* **Task details**
Your output should be the lines of the data that follow, reproduced exactly from the first through the line bearing "to empty history".

Stored data entries
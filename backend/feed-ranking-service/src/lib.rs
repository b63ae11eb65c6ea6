pub mod config;
pub mod models;
pub mod services;

pub use config::Config;
pub use services::{
    AffinityProfile, AffinityProfileBuilder, CandidateScorer, FeedRequest, FeedService, Ranker,
};
// ============================================
// Feed Service
// ============================================
//
// Orchestrates one feed request:
//
// 1. Resolve the category chip ("Semua" means no filter)
// 2. Personalize only for a signed-in viewer with no active filter
// 3. Fetch history (bounded, deadline); failure degrades to empty history
// 4. Fetch candidates (deadline); failure is the only error surfaced
// 5. Rank and present
//
// Fetches run sequentially, history first. Nothing is cached between calls.

mod presenter;

pub use presenter::{present, FeedItem};

use crate::config::FeedConfig;
use crate::models::{Video, WatchHistoryEntry};
use crate::services::metric_codec::format_views;
use crate::services::profile_builder::{AffinityBuilderConfig, AffinityProfileBuilder};
use crate::services::ranking::Ranker;
use crate::services::stores::{
    with_deadline, CatalogStore, HistoryStore, MetricsStore, StoreError,
};
use chrono::{DateTime, Utc};
use serde::Serialize;
use std::sync::Arc;
use thiserror::Error;
use tracing::{info, warn};

#[derive(Debug, Error)]
pub enum FeedError {
    #[error("Catalog unavailable: {0}")]
    CatalogUnavailable(#[source] StoreError),
}

pub type Result<T> = std::result::Result<T, FeedError>;

#[derive(Debug, Clone, Default)]
pub struct FeedRequest {
    /// Signed-in viewer; `None` for anonymous visitors
    pub user_id: Option<String>,
    /// Active category chip
    pub category: Option<String>,
}

#[derive(Debug, Clone, Serialize, PartialEq)]
pub struct EngagementSummary {
    pub likes: u64,
    pub subscribers: u64,
    pub likes_label: String,
    pub subscribers_label: String,
}

pub struct FeedService {
    catalog: Arc<dyn CatalogStore>,
    history: Arc<dyn HistoryStore>,
    metrics: Arc<dyn MetricsStore>,
    config: FeedConfig,
}

impl FeedService {
    pub fn new(
        catalog: Arc<dyn CatalogStore>,
        history: Arc<dyn HistoryStore>,
        metrics: Arc<dyn MetricsStore>,
        config: FeedConfig,
    ) -> Self {
        Self {
            catalog,
            history,
            metrics,
            config,
        }
    }

    pub async fn load_feed(&self, request: &FeedRequest) -> Result<Vec<FeedItem>> {
        self.load_feed_at(request, Utc::now()).await
    }

    /// `load_feed` against a fixed clock.
    pub async fn load_feed_at(
        &self,
        request: &FeedRequest,
        now: DateTime<Utc>,
    ) -> Result<Vec<FeedItem>> {
        let videos = self.rank_feed(request, now).await?;
        Ok(present(videos, now))
    }

    /// Ranked videos, before presentation.
    pub async fn rank_feed(&self, request: &FeedRequest, now: DateTime<Utc>) -> Result<Vec<Video>> {
        let filter = self.category_filter(request.category.as_deref());

        let personalized_user = match (&request.user_id, &filter) {
            (Some(user_id), None) => Some(user_id.as_str()),
            _ => None,
        };

        let history = match personalized_user {
            Some(user_id) => self.load_history(user_id).await,
            None => Vec::new(),
        };

        let candidates = with_deadline(
            self.config.fetch_timeout,
            self.catalog.fetch_candidates(filter.clone()),
        )
        .await
        .map_err(FeedError::CatalogUnavailable)?;

        info!(
            user_id = request.user_id.as_deref().unwrap_or("anonymous"),
            category = filter.as_deref().unwrap_or(self.config.all_category.as_str()),
            candidates = candidates.len(),
            history = history.len(),
            "Feed candidates loaded"
        );

        let builder = AffinityProfileBuilder::new(AffinityBuilderConfig {
            history_limit: self.config.history_limit,
        });
        let ranker = Ranker::new(builder, now);

        Ok(ranker.rank(candidates, &history, personalized_user.is_some()))
    }

    /// Like and subscriber counts for the watch page. Lookups that fail read as 0.
    pub async fn engagement(&self, video_id: &str, channel_id: &str) -> EngagementSummary {
        let likes = with_deadline(self.config.fetch_timeout, self.metrics.like_count(video_id))
            .await
            .unwrap_or_else(|e| {
                warn!(video_id = video_id, error = %e, "Like count lookup failed");
                0
            });
        let subscribers = with_deadline(
            self.config.fetch_timeout,
            self.metrics.subscriber_count(channel_id),
        )
        .await
        .unwrap_or_else(|e| {
            warn!(channel_id = channel_id, error = %e, "Subscriber count lookup failed");
            0
        });

        EngagementSummary {
            likes,
            subscribers,
            likes_label: format_views(likes),
            subscribers_label: format_views(subscribers),
        }
    }

    /// History failures are not fatal; the ranker falls back to popularity.
    async fn load_history(&self, user_id: &str) -> Vec<WatchHistoryEntry> {
        match with_deadline(
            self.config.fetch_timeout,
            self.history
                .fetch_recent_history(user_id, self.config.history_limit),
        )
        .await
        {
            Ok(entries) => entries,
            Err(e) => {
                warn!(
                    user_id = user_id,
                    error = %e,
                    "History fetch failed, falling back to popularity ranking"
                );
                Vec::new()
            }
        }
    }

    fn category_filter(&self, category: Option<&str>) -> Option<String> {
        category
            .map(str::trim)
            .filter(|c| !c.is_empty() && *c != self.config.all_category)
            .map(str::to_string)
    }
}
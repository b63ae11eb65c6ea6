mod memory;

use crate::models::{Video, WatchHistoryEntry};
use async_trait::async_trait;
use std::future::Future;
use std::time::Duration;
use thiserror::Error;

pub use memory::{CatalogFixture, InMemoryStore};

#[derive(Debug, Error)]
pub enum StoreError {
    #[error("Store unavailable: {0}")]
    Unavailable(String),

    #[error("Store call timed out after {0:?}")]
    Timeout(Duration),

    #[error("Invalid data: {0}")]
    InvalidData(String),
}

pub type Result<T> = std::result::Result<T, StoreError>;

/// Catalog Store - video records, newest upload first
#[cfg_attr(test, mockall::automock)]
#[async_trait]
pub trait CatalogStore: Send + Sync {
    async fn fetch_candidates(&self, category_filter: Option<String>) -> Result<Vec<Video>>;
}

/// History Store - a viewer's most recent watch events, newest first
#[cfg_attr(test, mockall::automock)]
#[async_trait]
pub trait HistoryStore: Send + Sync {
    async fn fetch_recent_history(
        &self,
        user_id: &str,
        limit: usize,
    ) -> Result<Vec<WatchHistoryEntry>>;
}

/// Metrics Store - like and subscriber counts. Not consulted when ranking.
#[cfg_attr(test, mockall::automock)]
#[async_trait]
pub trait MetricsStore: Send + Sync {
    async fn like_count(&self, video_id: &str) -> Result<u64>;
    async fn subscriber_count(&self, channel_id: &str) -> Result<u64>;
}

/// Bound a store call; an elapsed deadline becomes `StoreError::Timeout`.
pub async fn with_deadline<F, T>(duration: Duration, future: F) -> Result<T>
where
    F: Future<Output = Result<T>>,
{
    match tokio::time::timeout(duration, future).await {
        Ok(result) => result,
        Err(_) => Err(StoreError::Timeout(duration)),
    }
}
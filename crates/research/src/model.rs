//! Research domain types.
//!
//! A [`Research`] accumulates everything learned about one topic across
//! query rounds. [`SearchAnalysis`] is the structured shape the model
//! emits after reading a page of search results — its schema is embedded
//! in the prompt and validated on decode.

use schemars::JsonSchema;
use serde::{Deserialize, Serialize};

/// One pending or completed research query.
#[derive(Debug, Clone, Serialize, Deserialize)]
pub struct ResearchQuery {
    /// The search query text.
    pub query: String,

    /// What this query is trying to establish.
    pub goal: String,
}

/// Lifecycle of a research run.
#[derive(Debug, Clone, Copy, PartialEq, Eq, Serialize, Deserialize)]
#[serde(rename_all = "snake_case")]
pub enum ResearchStatus {
    InProgress,
    Done,
}

/// Everything gathered about one topic so far.
#[derive(Debug, Clone, Serialize, Deserialize)]
pub struct Research {
    /// Stable identifier, echoed in the rendered `<research>` block.
    pub id: String,

    /// Human-readable topic name.
    pub name: String,

    /// Queries issued or queued, in order.
    pub queries: Vec<ResearchQuery>,

    /// Learnings accumulated across all analyzed result pages.
    pub learnings: Vec<String>,

    pub status: ResearchStatus,
}

impl Research {
    pub fn new(id: impl Into<String>, name: impl Into<String>) -> Self {
        Self {
            id: id.into(),
            name: name.into(),
            queries: Vec::new(),
            learnings: Vec::new(),
            status: ResearchStatus::InProgress,
        }
    }

    /// Fold one decoded analysis into the research: keep its learnings,
    /// queue its follow-up queries under the goal that produced them.
    pub fn record_analysis(&mut self, source_goal: &str, analysis: &SearchAnalysis) {
        self.learnings.extend(analysis.learnings.iter().cloned());
        for query in &analysis.follow_up_queries {
            self.queries.push(ResearchQuery {
                query: query.clone(),
                goal: source_goal.to_string(),
            });
        }
    }
}

/// One result returned by the search adapter.
#[derive(Debug, Clone, Serialize, Deserialize)]
pub struct SearchResult {
    pub title: String,
    pub url: String,
    pub content: String,
}

/// The structured shape the model emits after reading search results.
///
/// Serialized camelCase on the wire; the derived JSON Schema is what the
/// prompt shows the model.
#[derive(Debug, Clone, PartialEq, Serialize, Deserialize, JsonSchema)]
#[serde(rename_all = "camelCase")]
pub struct SearchAnalysis {
    /// Concise, information-dense learnings extracted from the results.
    pub learnings: Vec<String>,

    /// Queries that would clarify the research direction.
    pub follow_up_queries: Vec<String>,
}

* **Solution below**
filename backend/feed-ranking-service/src/lib.rs
repository b63ae11eb65c6ea6
pub mod config;
pub mod models;
pub mod services;

pub use config::Config;
pub use services::{
    AffinityProfile, AffinityProfileBuilder, CandidateScorer, FeedRequest, FeedService, Ranker,
};
// ============================================
// Feed Service
// ============================================
//
// Orchestrates one feed request:
//
// 1. Resolve the category chip ("Semua" means no filter)
// 2. Personalize only for a signed-in viewer with no active filter
// 3. Fetch history (bounded, deadline); failure degrades to empty history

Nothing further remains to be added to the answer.